**TASK BRIEF**
Among the lines below, keep only those from the one containing "writers.push(Box::new(ConsoleOutputWriter));" through the one containing "the collector and", and reproduce them exactly.

** THE DATA follows **

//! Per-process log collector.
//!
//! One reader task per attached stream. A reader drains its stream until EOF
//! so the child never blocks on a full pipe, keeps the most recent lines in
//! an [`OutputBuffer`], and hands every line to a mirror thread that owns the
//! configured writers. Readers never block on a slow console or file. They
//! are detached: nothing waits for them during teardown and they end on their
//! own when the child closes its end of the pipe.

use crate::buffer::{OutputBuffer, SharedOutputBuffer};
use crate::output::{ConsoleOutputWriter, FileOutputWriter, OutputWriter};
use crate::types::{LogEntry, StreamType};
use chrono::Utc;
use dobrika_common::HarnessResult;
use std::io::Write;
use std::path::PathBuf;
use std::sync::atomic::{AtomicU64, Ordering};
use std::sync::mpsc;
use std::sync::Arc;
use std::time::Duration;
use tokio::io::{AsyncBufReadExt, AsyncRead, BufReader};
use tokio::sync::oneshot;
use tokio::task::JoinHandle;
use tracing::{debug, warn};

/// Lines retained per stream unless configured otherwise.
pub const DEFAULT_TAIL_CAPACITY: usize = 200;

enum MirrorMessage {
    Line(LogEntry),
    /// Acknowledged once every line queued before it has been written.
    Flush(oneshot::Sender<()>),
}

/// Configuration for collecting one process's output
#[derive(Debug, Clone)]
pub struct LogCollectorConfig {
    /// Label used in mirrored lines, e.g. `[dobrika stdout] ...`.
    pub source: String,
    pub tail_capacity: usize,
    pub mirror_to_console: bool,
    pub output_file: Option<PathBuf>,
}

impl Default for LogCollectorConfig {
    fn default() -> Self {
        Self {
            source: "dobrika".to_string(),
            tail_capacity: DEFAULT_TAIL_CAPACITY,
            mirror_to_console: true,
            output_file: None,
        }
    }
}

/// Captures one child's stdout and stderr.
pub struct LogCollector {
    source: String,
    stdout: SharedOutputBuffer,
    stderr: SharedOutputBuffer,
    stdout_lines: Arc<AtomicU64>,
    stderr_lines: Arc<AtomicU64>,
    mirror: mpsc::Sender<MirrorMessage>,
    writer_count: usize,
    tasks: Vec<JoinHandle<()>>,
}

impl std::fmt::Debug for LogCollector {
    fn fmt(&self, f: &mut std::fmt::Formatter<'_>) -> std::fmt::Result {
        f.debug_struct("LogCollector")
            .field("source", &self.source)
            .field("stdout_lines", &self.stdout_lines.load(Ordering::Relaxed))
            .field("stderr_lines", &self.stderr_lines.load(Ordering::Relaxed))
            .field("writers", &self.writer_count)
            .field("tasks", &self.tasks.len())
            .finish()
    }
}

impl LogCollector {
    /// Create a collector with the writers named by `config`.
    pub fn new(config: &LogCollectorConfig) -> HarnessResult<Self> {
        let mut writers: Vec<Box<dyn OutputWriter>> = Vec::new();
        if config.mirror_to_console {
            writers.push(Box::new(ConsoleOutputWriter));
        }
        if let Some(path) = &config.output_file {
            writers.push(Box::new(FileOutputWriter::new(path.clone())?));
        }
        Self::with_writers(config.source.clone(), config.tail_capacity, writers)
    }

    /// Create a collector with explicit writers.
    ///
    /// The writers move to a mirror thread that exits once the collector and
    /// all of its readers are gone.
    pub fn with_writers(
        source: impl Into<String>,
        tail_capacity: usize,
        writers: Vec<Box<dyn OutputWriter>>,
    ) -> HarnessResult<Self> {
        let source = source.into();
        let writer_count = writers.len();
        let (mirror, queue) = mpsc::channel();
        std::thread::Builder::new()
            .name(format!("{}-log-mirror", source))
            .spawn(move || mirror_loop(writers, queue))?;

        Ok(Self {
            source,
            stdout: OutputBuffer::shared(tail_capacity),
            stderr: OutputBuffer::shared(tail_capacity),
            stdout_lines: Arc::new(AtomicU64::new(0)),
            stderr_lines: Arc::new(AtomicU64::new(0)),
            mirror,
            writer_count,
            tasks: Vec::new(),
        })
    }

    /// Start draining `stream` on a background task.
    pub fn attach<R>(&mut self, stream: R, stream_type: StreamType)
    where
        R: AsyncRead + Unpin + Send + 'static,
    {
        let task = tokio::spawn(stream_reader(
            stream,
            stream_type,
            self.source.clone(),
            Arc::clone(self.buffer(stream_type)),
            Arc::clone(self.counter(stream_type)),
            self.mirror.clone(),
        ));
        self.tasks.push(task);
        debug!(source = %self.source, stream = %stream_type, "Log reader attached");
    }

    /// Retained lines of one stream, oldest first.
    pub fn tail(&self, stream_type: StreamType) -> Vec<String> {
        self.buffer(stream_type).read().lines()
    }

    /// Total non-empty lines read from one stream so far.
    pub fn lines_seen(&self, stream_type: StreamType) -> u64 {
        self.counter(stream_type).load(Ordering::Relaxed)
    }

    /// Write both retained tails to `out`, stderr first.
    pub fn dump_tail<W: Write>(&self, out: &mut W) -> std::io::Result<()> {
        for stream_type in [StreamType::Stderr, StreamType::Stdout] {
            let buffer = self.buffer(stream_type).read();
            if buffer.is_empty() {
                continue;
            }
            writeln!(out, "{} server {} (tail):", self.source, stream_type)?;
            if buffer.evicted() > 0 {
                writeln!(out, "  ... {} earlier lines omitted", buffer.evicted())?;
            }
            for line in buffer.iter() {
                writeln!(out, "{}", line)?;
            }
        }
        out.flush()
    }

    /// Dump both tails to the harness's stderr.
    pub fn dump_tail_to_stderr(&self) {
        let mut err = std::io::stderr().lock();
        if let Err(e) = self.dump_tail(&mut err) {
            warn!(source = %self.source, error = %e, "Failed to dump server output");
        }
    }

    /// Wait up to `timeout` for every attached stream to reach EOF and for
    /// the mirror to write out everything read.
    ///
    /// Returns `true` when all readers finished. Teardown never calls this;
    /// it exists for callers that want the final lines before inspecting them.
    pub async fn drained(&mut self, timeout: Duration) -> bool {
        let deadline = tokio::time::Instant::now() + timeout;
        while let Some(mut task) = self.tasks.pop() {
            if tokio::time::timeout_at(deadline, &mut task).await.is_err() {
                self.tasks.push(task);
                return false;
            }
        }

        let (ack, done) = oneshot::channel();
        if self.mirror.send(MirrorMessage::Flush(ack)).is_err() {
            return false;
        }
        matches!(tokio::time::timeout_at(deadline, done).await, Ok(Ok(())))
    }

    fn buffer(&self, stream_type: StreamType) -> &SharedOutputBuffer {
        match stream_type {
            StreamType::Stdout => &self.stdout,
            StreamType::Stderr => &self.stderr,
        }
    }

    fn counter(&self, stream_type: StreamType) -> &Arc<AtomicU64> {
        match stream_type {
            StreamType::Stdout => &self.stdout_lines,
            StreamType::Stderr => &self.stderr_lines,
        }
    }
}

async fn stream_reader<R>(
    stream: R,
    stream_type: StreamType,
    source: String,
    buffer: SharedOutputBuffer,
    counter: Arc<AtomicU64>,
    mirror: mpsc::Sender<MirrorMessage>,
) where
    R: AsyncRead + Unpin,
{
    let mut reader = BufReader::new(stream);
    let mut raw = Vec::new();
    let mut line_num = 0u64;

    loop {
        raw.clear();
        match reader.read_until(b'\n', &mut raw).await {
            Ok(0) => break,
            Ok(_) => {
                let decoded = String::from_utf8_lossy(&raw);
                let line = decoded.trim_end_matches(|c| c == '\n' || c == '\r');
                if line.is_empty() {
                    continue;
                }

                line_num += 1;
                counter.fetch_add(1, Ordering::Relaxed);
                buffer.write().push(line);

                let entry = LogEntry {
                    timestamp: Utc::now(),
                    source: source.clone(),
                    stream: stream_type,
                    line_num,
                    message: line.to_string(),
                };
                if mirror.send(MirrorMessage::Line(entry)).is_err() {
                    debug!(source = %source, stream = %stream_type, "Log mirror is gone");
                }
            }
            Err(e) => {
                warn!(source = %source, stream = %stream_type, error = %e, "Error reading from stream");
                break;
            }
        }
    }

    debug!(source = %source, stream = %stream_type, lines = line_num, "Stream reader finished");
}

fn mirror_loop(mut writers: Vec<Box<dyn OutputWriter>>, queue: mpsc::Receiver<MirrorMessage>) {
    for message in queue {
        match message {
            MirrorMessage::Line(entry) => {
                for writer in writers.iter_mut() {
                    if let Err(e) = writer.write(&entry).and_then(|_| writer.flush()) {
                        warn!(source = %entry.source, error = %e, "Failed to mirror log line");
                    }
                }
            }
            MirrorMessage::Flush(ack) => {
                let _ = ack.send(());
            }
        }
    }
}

** End of THE DATA **

**COMPLETED TASK**
            writers.push(Box::new(ConsoleOutputWriter));
        }
        if let Some(path) = &config.output_file {
            writers.push(Box::new(FileOutputWriter::new(path.clone())?));
        }
        Self::with_writers(config.source.clone(), config.tail_capacity, writers)
    }

    /// Create a collector with explicit writers.
    ///
    /// The writers move to a mirror thread that exits once the collector and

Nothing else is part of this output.